**Work task:**
Each line from the one that contains "let gate = |cmd: &str, timeout_seconds: u64|" to the end of the material must be quoted exactly; include both end lines and nothing else.
### Excerpted records ###
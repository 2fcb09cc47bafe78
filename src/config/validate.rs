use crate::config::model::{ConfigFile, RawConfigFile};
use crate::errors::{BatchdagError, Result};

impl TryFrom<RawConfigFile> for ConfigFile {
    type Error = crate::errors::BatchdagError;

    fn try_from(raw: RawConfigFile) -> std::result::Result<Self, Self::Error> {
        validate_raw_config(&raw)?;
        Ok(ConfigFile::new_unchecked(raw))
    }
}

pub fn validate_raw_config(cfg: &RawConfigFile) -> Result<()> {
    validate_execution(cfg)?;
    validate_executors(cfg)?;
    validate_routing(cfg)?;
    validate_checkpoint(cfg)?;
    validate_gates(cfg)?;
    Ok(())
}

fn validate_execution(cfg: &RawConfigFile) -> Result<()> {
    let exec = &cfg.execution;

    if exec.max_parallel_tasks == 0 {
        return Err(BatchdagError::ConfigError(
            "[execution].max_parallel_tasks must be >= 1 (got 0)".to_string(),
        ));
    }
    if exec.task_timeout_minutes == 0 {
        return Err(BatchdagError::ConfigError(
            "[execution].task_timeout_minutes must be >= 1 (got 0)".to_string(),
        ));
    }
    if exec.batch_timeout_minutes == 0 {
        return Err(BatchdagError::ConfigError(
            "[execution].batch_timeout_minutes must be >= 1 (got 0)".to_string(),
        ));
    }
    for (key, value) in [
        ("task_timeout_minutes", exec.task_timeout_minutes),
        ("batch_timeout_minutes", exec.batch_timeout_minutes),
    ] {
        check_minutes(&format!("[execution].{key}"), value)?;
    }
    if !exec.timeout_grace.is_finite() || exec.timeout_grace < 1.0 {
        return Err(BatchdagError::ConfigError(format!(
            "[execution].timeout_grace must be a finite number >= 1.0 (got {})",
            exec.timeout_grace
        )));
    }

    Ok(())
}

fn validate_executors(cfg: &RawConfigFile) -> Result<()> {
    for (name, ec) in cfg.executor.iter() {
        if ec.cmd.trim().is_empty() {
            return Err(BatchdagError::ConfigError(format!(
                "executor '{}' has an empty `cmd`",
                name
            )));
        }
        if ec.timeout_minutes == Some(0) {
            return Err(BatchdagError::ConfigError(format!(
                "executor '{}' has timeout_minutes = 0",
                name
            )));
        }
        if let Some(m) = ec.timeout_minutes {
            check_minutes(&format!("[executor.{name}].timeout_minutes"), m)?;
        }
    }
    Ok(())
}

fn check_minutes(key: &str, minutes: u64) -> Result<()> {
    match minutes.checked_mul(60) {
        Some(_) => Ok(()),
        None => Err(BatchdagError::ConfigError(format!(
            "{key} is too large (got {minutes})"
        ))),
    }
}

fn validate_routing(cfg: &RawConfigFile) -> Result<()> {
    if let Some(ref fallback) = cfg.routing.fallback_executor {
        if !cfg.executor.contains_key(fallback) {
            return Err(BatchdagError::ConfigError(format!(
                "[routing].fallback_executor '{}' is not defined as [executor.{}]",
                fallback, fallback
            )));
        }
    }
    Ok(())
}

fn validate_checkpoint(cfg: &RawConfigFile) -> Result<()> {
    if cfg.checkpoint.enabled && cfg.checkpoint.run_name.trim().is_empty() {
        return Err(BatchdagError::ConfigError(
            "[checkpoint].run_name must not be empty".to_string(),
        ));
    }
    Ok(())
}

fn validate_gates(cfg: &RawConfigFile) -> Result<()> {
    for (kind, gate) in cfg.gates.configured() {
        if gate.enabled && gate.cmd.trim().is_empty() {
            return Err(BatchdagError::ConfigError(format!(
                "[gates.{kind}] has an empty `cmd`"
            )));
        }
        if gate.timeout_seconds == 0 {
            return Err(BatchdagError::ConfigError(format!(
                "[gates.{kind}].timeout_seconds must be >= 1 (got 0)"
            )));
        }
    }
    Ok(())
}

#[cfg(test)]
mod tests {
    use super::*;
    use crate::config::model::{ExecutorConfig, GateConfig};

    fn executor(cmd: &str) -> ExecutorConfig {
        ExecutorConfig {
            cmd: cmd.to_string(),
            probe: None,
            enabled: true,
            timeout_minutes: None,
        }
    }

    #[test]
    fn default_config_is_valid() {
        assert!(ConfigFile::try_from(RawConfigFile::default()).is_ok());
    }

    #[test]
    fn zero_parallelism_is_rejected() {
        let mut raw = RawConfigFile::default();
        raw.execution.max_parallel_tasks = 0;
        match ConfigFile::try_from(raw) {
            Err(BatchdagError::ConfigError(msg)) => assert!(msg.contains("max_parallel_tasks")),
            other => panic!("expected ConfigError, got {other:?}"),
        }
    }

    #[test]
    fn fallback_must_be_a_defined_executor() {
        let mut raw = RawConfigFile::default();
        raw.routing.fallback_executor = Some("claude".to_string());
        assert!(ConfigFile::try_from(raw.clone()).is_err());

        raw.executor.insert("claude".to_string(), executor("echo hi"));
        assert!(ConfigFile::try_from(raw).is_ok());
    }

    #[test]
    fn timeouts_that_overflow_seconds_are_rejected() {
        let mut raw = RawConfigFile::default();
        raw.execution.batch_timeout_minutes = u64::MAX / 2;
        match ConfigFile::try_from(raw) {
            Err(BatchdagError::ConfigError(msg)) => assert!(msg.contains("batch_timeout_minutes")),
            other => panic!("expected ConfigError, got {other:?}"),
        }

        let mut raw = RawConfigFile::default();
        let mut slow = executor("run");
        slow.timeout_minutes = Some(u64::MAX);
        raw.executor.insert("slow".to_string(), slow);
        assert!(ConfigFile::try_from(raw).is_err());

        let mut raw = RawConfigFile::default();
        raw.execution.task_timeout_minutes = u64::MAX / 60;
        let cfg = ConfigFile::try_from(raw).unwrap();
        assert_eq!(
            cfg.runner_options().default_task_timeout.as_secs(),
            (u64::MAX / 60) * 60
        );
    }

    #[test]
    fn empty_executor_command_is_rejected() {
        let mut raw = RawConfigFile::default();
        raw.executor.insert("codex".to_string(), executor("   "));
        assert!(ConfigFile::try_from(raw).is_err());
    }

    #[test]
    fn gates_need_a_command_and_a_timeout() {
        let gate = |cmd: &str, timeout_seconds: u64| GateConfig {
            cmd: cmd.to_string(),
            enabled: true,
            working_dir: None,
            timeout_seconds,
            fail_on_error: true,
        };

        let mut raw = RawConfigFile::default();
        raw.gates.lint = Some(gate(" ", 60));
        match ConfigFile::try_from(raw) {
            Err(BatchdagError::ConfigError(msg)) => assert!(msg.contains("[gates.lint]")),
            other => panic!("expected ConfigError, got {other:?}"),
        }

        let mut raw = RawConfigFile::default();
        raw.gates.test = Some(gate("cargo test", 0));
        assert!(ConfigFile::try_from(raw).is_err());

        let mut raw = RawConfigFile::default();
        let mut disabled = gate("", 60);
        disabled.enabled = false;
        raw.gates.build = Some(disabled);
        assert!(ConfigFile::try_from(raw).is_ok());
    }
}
###
**Written solution:**
        let gate = |cmd: &str, timeout_seconds: u64| GateConfig {
            cmd: cmd.to_string(),
            enabled: true,
            working_dir: None,
            timeout_seconds,
            fail_on_error: true,
        };

        let mut raw = RawConfigFile::default();
        raw.gates.lint = Some(gate(" ", 60));
        match ConfigFile::try_from(raw) {
            Err(BatchdagError::ConfigError(msg)) => assert!(msg.contains("[gates.lint]")),
            other => panic!("expected ConfigError, got {other:?}"),
        }

        let mut raw = RawConfigFile::default();
        raw.gates.test = Some(gate("cargo test", 0));
        assert!(ConfigFile::try_from(raw).is_err());

        let mut raw = RawConfigFile::default();
        let mut disabled = gate("", 60);
        disabled.enabled = false;
        raw.gates.build = Some(disabled);
        assert!(ConfigFile::try_from(raw).is_ok());
    }
}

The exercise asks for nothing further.